Saved entries:
········

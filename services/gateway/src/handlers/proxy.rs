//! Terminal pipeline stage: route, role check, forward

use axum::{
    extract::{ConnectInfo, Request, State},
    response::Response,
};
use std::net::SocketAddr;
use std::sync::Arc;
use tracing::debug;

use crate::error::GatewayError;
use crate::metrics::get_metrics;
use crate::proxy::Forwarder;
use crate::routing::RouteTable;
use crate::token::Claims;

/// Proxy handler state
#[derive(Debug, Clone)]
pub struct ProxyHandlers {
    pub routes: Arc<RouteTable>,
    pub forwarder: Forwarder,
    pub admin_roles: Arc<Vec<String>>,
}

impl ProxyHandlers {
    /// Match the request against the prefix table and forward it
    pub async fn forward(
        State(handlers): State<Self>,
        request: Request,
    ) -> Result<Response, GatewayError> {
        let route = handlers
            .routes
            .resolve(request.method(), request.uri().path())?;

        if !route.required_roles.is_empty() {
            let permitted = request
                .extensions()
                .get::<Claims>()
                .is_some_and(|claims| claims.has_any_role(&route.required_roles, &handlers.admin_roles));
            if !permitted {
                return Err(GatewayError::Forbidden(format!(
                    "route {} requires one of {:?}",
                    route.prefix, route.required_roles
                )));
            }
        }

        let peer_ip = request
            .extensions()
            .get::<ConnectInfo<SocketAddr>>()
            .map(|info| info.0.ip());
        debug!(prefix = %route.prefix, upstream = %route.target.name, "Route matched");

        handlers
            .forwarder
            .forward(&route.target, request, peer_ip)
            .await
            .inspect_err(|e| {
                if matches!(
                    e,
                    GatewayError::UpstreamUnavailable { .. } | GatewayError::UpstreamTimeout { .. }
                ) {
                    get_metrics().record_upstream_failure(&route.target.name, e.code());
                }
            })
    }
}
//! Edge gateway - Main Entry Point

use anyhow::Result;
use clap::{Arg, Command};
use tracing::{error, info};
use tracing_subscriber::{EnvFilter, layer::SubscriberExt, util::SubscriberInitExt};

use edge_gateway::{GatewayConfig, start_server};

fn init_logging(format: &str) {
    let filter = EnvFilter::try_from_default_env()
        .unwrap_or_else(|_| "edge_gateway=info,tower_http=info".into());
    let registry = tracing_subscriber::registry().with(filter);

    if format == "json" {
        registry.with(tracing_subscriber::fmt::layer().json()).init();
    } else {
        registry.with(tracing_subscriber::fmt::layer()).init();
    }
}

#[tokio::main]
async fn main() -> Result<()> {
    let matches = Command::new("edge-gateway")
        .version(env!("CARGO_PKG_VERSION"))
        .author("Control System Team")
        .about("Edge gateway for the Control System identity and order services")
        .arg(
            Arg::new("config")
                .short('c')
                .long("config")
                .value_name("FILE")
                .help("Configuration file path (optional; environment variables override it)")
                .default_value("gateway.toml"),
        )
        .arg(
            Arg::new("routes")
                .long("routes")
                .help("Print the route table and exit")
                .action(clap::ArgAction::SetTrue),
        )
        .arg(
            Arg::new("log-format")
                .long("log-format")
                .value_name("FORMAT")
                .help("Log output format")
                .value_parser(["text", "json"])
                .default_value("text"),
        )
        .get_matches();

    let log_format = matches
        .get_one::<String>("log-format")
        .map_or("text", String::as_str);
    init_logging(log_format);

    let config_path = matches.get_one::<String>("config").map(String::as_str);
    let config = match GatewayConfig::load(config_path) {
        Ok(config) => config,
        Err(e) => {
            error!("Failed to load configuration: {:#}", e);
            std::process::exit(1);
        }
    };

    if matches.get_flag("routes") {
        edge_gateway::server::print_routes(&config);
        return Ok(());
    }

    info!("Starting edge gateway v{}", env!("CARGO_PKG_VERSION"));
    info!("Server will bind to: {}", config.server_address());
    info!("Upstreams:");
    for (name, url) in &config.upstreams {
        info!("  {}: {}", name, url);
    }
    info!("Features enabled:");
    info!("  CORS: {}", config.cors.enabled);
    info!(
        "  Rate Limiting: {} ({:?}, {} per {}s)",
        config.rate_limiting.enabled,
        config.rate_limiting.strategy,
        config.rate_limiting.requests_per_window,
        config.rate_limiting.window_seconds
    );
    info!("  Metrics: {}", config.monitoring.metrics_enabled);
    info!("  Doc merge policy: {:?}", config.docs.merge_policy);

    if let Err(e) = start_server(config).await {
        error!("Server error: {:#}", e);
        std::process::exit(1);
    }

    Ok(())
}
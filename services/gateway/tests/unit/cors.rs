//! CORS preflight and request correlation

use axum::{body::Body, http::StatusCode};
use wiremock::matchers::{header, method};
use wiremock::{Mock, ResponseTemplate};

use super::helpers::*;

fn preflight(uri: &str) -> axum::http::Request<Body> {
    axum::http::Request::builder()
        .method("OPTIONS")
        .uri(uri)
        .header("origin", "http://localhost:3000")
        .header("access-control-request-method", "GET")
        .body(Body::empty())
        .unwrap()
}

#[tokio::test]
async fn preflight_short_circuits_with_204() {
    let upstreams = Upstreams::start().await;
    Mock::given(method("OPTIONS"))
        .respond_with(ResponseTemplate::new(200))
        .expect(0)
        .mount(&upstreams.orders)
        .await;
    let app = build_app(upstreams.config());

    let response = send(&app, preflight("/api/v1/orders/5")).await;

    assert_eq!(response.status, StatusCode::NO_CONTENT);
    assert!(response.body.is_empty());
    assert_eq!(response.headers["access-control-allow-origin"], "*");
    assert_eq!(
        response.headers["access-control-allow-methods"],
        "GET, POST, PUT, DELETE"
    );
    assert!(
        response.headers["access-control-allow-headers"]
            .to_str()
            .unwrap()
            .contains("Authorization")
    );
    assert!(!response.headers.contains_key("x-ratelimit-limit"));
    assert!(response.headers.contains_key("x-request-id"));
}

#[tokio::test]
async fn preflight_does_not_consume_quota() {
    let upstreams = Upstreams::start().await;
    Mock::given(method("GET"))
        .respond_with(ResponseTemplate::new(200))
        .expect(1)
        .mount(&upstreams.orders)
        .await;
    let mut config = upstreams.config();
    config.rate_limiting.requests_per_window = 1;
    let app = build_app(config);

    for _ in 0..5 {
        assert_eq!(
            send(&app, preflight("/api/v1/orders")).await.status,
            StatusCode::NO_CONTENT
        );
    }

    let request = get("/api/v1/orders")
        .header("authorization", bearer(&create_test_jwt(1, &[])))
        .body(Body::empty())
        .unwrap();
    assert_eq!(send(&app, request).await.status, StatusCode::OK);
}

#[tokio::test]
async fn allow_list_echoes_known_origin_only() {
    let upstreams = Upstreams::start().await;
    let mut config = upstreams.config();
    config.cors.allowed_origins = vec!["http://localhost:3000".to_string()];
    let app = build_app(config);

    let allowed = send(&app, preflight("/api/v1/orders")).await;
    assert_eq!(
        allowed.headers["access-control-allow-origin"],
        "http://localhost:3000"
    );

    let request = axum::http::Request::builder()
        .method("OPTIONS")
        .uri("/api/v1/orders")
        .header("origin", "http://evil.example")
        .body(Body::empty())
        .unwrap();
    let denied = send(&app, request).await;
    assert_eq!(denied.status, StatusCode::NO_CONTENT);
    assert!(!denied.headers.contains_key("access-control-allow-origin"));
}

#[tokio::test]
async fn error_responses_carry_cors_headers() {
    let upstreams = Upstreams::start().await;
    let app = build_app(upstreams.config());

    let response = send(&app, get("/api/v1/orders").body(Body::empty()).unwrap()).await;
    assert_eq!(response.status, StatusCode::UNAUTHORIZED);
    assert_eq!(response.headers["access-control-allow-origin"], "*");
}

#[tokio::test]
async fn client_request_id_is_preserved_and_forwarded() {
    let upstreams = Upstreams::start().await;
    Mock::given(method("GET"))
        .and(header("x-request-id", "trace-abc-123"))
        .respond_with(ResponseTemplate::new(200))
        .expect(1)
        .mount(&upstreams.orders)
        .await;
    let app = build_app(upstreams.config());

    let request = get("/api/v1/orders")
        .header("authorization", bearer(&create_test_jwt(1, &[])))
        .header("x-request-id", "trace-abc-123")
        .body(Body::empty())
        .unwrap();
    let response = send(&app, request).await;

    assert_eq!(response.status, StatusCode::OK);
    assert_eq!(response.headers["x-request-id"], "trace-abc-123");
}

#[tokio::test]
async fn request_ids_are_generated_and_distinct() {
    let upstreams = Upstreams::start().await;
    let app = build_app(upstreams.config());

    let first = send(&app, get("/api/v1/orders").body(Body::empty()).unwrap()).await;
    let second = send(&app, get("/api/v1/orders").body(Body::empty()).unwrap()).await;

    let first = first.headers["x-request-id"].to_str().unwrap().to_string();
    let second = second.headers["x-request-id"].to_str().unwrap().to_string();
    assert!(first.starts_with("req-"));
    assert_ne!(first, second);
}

········

AIM OF THE TASK | Only the lines from the top of the data through the line that contains "use crate::proxy::Forwarder;" should be quoted, exactly as they stand.

RESPONSE BOX |
filename services/gateway/src/handlers/proxy.rs
//! Terminal pipeline stage: route, role check, forward

use axum::{
    extract::{ConnectInfo, Request, State},
    response::Response,
};
use std::net::SocketAddr;
use std::sync::Arc;
use tracing::debug;

use crate::error::GatewayError;
use crate::metrics::get_metrics;
use crate::proxy::Forwarder;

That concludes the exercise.